In a Music Circus season that includes heavy hitters such as 'Funny Girl,' 'Oklahoma!' and '42nd Street,' the inclusion of a lightweight called 'The Marvelous Wonderettes' seemed rather strange.
This isn't a show everyone has heard of, or has been waiting to see.
'The Marvelous Wonderettes,' written and created by Roger Bean, doesn't have a high-powered history. It first opened at the Milwaukee Repertory Theater in 2001, then moved to Los Angeles, where it garnered many awards and nominations, including the 2007 Los Angeles Ovation Award and a 2007 Los Angeles Drama Critics Circle Award. It debuted off-Broadway at the Westside Theater in September 2008, where it ran until 2010.
This Music Circus production is directed by Bean, who helmed the New York run, with choreography by the Big Apple's Janet Miller.
The plot, such as it is, revolves around four young girls at a high school prom in 1958. A boys' singing group, The Crooning Crabcakes, won't be able to perform for the evening, because their leader was caught smoking near the girls' locker room; as a result, The Marvelous Wonderettes are asked to fill in.
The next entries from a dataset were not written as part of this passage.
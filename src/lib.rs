//! fintslib — клиентское ядро FinTS/HBCI: инициализация диалога, переговоры
//! возможностей банка (BPD/UPD, TAN-методы) и разбор выписок (MT940).

pub mod banking;
pub mod config;
pub mod error;
pub mod interaction;
pub mod message;
pub mod model;
pub mod segment;
pub mod traits;

pub mod interactions {
    pub mod init;
    pub mod statement;
}

pub mod formats {
    pub mod mt940;
}
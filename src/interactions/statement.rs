//! Заказ выписки по счёту: HKKAZ на выход, HIKAZ + декодер MT940 на входе.

use crate::{
    config::FintsConfig,
    error::Result,
    formats::mt940::Mt940,
    interaction::{check_order_support, ClientResponse, OrderParams},
    message::Message,
    segment::{AccountRef, Hikaz, Hkkaz, Segment, SegmentPayload},
    traits::ReadFormat,
};
use chrono::NaiveDate;
use std::io::Cursor;

#[derive(Debug, Clone)]
pub struct StatementInteraction {
    pub account_number: String,
    pub from: Option<NaiveDate>,
    pub to: Option<NaiveDate>,
    pub order: OrderParams,
}

impl StatementInteraction {
    pub fn new(
        account_number: impl Into<String>,
        from: Option<NaiveDate>,
        to: Option<NaiveDate>,
    ) -> Self {
        StatementInteraction {
            account_number: account_number.into(),
            from,
            to,
            order: OrderParams {
                request_seg_id: Hkkaz::ID,
                response_seg_id: Hikaz::ID,
            },
        }
    }

    pub fn build_request(&self, config: &FintsConfig) -> Result<Vec<Segment>> {
        let (account, version) =
            check_order_support(config, &self.account_number, self.order.request_seg_id)?;

        let hkkaz = Hkkaz {
            account: AccountRef {
                account_number: account.account_number.clone(),
                sub_account_id: account.sub_account_id.clone(),
                bank: account.bank.clone(),
            },
            all_accounts: false,
            from: self.from,
            to: self.to,
        };

        Ok(vec![Segment::new(
            self.order.request_seg_id,
            version,
            SegmentPayload::Hkkaz(hkkaz),
        )])
    }

    pub fn consume_response(
        &self,
        _config: &mut FintsConfig,
        response: &Message,
        client_response: &mut ClientResponse,
    ) -> Result<()> {
        match response
            .find_segment(self.order.response_seg_id)
            .and_then(|s| s.as_hikaz())
        {
            Some(hikaz) => {
                client_response.statements = Mt940::read(Cursor::new(hikaz.booked.as_str()))?;
                tracing::debug!(
                    account = %self.account_number,
                    statements = client_response.statements.len(),
                    "booked statements decoded"
                );
            }
            None => client_response.statements = Vec::new(),
        }
        Ok(())
    }
}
Beginning with the Chordettes' hit, 'Mr. Sandman,' the girls run through a long list of popular music from the 1950s, probably familiar to most of the over-50 crowd in the Music Circus' opening-night audience. Songs such as 'Lollipop,' 'Allegheny Moon,' 'Secret Love' and 'Sugartime' follow, one after another, with short bits of business allowing us to learn a bit about the girls.
We discover that Suzy (Bets Malone, one of the original cast members) is in love with the unseen Ritchie, the guy running the prom lights; he blinks the lights whenever she giggles his name. Missie (Misty Cotton, whom we just know will grow up to become a teacher) has a big crush on Mr. Lee, one of the teachers sitting in the audience.
In a bit of audience interaction, an unsuspecting patron is brought up on stage during the number 'Mr. Lee.'
Cindy Lou (Lowe Taylor) is convinced she's going to be named prom queen, and she spends much of Act 1 preening. She also has her eye on the boyfriend of prankster Betty Jean (Lindsay Mendez), a master of mugging.
The rivalry between Betty Jean and Cindy Lou gets a bit old and repetitious by the end of the first act, but the music certainly had toes tapping, and lots of people sang silently along with the familiar tunes.
The second act takes place at the high school's 10-year reunion, with the singers now in miniskirts and go-go boots. Sadly, life hasn't been as kind to these women as their 1958 prom promised.
Cindy Lou went to Hollywood to get into the movies, only to discover that she didn't really want to be in the movies; she just wanted to be somewhere else. She learned that her heart's desire was waiting for her back at the sweet shop, where she worked in high school.
Suzy, pregnant and having marital problems with Ritchie - he's still back at the lightboard - sings a rousing medley of 'Rescue Me' and 'Respect.' She's very funny, transforming her nervous giggle into a helpless sob of advanced pregnancy.
Act 2 ignores the whole psychedelic part of the 1960s and concentrates on story-generating songs, such as Dusty Springfield's classic 'Son of a Preacher Man.'
The show involves additional audience participation, such as having patrons vote for prom queen during Act 1 - with pencils and ballots given to each person entering the theater - and a few other surprises throughout the evening. The counting of the ballots is particularly funny.
Its lightweight origins notwithstanding, this 'jukebox show' delivers in its own way. For people of a certain age, who remember what it was like to be young, with a life full of promise ahead, 'The Marvelous Wonderettes' certainly brings back memories and puts a smile on one's face.